=== Section Start ===

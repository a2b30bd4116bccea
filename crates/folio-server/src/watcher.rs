//! File watching for rebuilds.

use std::path::{Path, PathBuf};
use std::sync::mpsc;
use std::time::Duration;

use notify::{RecommendedWatcher, RecursiveMode, Watcher};
use tokio::sync::mpsc as async_mpsc;

/// Quiet period before a burst of changes is reported.
const DEBOUNCE: Duration = Duration::from_millis(100);

/// Events emitted by the file watcher.
#[derive(Debug, Clone, PartialEq)]
pub enum WatchEvent {
    /// Markdown content was modified
    ContentModified(PathBuf),

    /// A layout or template page was modified
    TemplateModified(PathBuf),

    /// File was created
    Created(PathBuf),

    /// File was deleted
    Deleted(PathBuf),

    /// Generic modification
    Modified(PathBuf),
}

impl WatchEvent {
    /// The path the event is about.
    pub fn path(&self) -> &Path {
        match self {
            Self::ContentModified(p)
            | Self::TemplateModified(p)
            | Self::Created(p)
            | Self::Deleted(p)
            | Self::Modified(p) => p,
        }
    }
}

/// File watcher for detecting changes.
pub struct FileWatcher {
    _watcher: RecommendedWatcher,
}

impl FileWatcher {
    /// Create a new file watcher for the given paths.
    ///
    /// Changes under any of `ignored` (typically the output directory) are
    /// dropped. Each burst of changes is reported once, after it settles.
    /// Returns the watcher and a channel to receive events.
    pub fn new(
        paths: &[PathBuf],
        ignored: &[PathBuf],
    ) -> Result<(Self, async_mpsc::Receiver<WatchEvent>), std::io::Error> {
        let (sync_tx, sync_rx) = mpsc::channel();
        let (async_tx, async_rx) = async_mpsc::channel(100);

        // Create the watcher
        let mut watcher = notify::recommended_watcher(move |res: Result<notify::Event, _>| {
            if let Ok(event) = res {
                let _ = sync_tx.send(event);
            }
        })
        .map_err(std::io::Error::other)?;

        // Watch all paths
        for path in paths {
            if path.exists() {
                watcher
                    .watch(path, RecursiveMode::Recursive)
                    .map_err(std::io::Error::other)?;
            }
        }

        // Event paths are absolute, so compare against absolute ignores
        let ignored: Vec<PathBuf> = ignored
            .iter()
            .map(|p| std::fs::canonicalize(p).unwrap_or_else(|_| p.clone()))
            .collect();

        // Forward settled events to the async side
        std::thread::spawn(move || {
            while let Ok(first) = sync_rx.recv() {
                let mut latest = None;
                let mut pending = Some(first);

                while let Some(event) = pending {
                    for path in &event.paths {
                        if is_ignored(path, &ignored) {
                            continue;
                        }
                        if let Some(e) = classify_event(path, &event.kind) {
                            latest = Some(e);
                        }
                    }
                    pending = sync_rx.recv_timeout(DEBOUNCE).ok();
                }

                if let Some(e) = latest {
                    if async_tx.blocking_send(e).is_err() {
                        break;
                    }
                }
            }
        });

        Ok((Self { _watcher: watcher }, async_rx))
    }
}

fn is_ignored(path: &Path, ignored: &[PathBuf]) -> bool {
    ignored.iter().any(|i| path.starts_with(i))
}

/// Classify a notify event into a WatchEvent.
fn classify_event(path: &Path, kind: &notify::EventKind) -> Option<WatchEvent> {
    use notify::EventKind;

    let ext = path.extension().and_then(|e| e.to_str()).unwrap_or("");

    match kind {
        EventKind::Create(_) => Some(WatchEvent::Created(path.to_path_buf())),
        EventKind::Remove(_) => Some(WatchEvent::Deleted(path.to_path_buf())),
        EventKind::Modify(_) => match ext {
            "md" => Some(WatchEvent::ContentModified(path.to_path_buf())),
            "html" | "jinja" | "njk" => Some(WatchEvent::TemplateModified(path.to_path_buf())),
            _ => Some(WatchEvent::Modified(path.to_path_buf())),
        },
        _ => None,
    }
}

=== Section End ===

→ **How to complete this task**
After you work out how many lines in the material hold the word "match", please respond with that number alone.

→ **Solution for this exercise**
3